I need the number of lines in the following entries that hold the word "Result", and no other text.
#####
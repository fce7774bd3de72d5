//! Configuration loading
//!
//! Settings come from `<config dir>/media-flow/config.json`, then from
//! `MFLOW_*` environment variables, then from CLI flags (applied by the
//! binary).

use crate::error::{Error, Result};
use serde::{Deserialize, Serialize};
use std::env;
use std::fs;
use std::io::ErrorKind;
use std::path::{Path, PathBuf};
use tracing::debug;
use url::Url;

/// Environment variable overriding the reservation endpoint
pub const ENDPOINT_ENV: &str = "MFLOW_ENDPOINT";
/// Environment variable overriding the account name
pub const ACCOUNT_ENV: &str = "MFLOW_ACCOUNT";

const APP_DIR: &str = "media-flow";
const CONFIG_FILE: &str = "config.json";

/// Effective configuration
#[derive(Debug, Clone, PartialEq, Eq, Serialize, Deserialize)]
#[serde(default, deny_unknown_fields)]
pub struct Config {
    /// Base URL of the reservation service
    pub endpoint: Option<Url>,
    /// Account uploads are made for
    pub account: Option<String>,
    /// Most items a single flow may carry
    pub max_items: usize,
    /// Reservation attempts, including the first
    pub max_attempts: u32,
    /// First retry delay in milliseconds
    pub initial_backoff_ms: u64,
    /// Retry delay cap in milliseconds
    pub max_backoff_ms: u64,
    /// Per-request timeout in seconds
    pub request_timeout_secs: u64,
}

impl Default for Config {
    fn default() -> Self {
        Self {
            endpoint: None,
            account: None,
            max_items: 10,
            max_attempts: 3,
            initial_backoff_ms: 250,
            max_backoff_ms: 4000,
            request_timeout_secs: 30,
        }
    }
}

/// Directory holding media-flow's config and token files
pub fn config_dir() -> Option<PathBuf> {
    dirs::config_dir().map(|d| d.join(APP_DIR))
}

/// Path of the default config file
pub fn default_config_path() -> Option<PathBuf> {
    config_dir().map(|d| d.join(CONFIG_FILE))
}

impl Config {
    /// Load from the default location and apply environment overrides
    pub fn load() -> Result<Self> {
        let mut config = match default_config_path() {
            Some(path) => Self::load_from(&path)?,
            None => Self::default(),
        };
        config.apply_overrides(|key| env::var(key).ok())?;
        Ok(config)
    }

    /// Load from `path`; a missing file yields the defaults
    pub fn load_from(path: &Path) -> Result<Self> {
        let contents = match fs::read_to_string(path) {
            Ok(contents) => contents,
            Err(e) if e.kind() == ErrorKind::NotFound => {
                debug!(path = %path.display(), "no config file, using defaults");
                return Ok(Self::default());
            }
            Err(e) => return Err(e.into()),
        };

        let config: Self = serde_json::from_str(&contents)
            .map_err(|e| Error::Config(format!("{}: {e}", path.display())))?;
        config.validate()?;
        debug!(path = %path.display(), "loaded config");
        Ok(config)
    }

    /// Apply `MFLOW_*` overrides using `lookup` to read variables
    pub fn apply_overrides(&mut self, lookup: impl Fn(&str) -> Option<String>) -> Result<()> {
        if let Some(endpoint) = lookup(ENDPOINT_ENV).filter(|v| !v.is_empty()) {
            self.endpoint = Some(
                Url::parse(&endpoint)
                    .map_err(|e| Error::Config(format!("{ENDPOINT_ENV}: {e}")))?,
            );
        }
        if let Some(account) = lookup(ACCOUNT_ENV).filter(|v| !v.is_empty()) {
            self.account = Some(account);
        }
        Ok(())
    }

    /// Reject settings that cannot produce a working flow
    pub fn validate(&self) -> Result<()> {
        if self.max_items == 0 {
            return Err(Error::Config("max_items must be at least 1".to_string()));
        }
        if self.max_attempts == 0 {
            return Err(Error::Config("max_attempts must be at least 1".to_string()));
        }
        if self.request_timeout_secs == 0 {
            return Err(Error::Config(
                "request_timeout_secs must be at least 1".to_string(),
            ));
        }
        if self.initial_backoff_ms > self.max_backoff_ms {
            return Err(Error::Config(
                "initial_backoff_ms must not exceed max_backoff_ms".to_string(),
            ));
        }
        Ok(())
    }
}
#####
Answer for this exercise: 5